Of course I may be wrong, but it is not obvious at all what whold
prevent the above race, so if the current code is correct then a proper
comment explaining why it is correct should be committed.
Comments:By: Luigi Rizzo (rizzo) 2005-12-18 17:32:39.000-0600

followup with more details:
__sip_ack() most of the times is called with p already locked.
There is however one exception in the path
sip_reg_timeout() ==> __sip_pretend_ack() ==> __sip_ack()
where __sip_ack() is called without the lock.
Unfortunately in the above case __sip_pretend_ack() also accesses the
p->packets list without holding the lock, so  grabbing the lock in
__sip_ack() as in the original code or in my patch is still not sufficient.
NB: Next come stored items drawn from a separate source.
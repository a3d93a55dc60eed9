//! Data providers for time zone data
//!
//! This crate provides the time zone data used by `datefmt_rs` to map
//! instants onto local wall-clock time.
//!
//! With the `tzif` feature enabled, [`tzdb::TzdbProvider`] resolves IANA
//! identifiers against the bundled `jiff-tzdb` data, falling back to the
//! host's zoneinfo directory.
#![cfg_attr(not(test), forbid(clippy::unwrap_used))]
#![allow(clippy::module_name_repetitions)]

extern crate alloc;

use alloc::string::String;
use core::fmt;

pub mod provider;
#[doc(hidden)]
pub mod utils;

#[cfg(feature = "tzif")]
mod posix;
#[cfg(feature = "tzif")]
pub mod tzdb;
#[cfg(feature = "tzif")]
pub mod tzif;

pub use provider::{NeverProvider, ResolvedZone, TimeZoneProvider, UtcOffsetSeconds, ZoneOffsets};

/// An error produced while resolving time zone data.
#[derive(Debug, Clone, PartialEq, Eq)]
pub enum TimeZoneProviderError {
    /// A provided value or identifier was out of range.
    Range(&'static str),
    /// An internal invariant was violated.
    Assert(&'static str),
    /// Time zone data was present but could not be read.
    Data(String),
}

impl fmt::Display for TimeZoneProviderError {
    fn fmt(&self, f: &mut fmt::Formatter<'_>) -> fmt::Result {
        match self {
            Self::Range(msg) => write!(f, "RangeError: {msg}"),
            Self::Assert(msg) => write!(f, "AssertError: {msg}"),
            Self::Data(msg) => write!(f, "DataError: {msg}"),
        }
    }
}

impl core::error::Error for TimeZoneProviderError {}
I now think the proper fix would be to:
- adequately comment the assumptions and code paths that use __sip_ack()
- acquire and release the lock around the call to __sip_pretend_ack() in
- possibly remove the lock in __sip_ack() because it is now unnecessary
 (doesn't harm though);

Note, i am not very familiar with this code so it would be nice if
the original author or someone more expert than me could review the
above analysis.

By: Olle Johansson (oej) 2006-01-09 14:39:44.000-0600

I can't possibly comment on this, since the locking is still a bit of magic to me. Just happy someone tries to clear up that mess...

Anyone else that can make a comment?

By: Olle Johansson (oej) 2006-01-30 04:38:14.000-0600

We still need a locking-expert to look at this issue. /O

By: Tilghman Lesher (tilghman) 2006-03-06 18:07:58.000-0600

You're correct, although I can see where it could have been missed.  The issue is that there are only two threads which are allowed to access that list:  the channel thread and the monitor thread.  There exists a race condition right now where the monitor thread could queue a packet that could be lost, if the formerly-first packet on the list is to be ack'ed.

Committed the portion related to this race to 1.2, merged to trunk.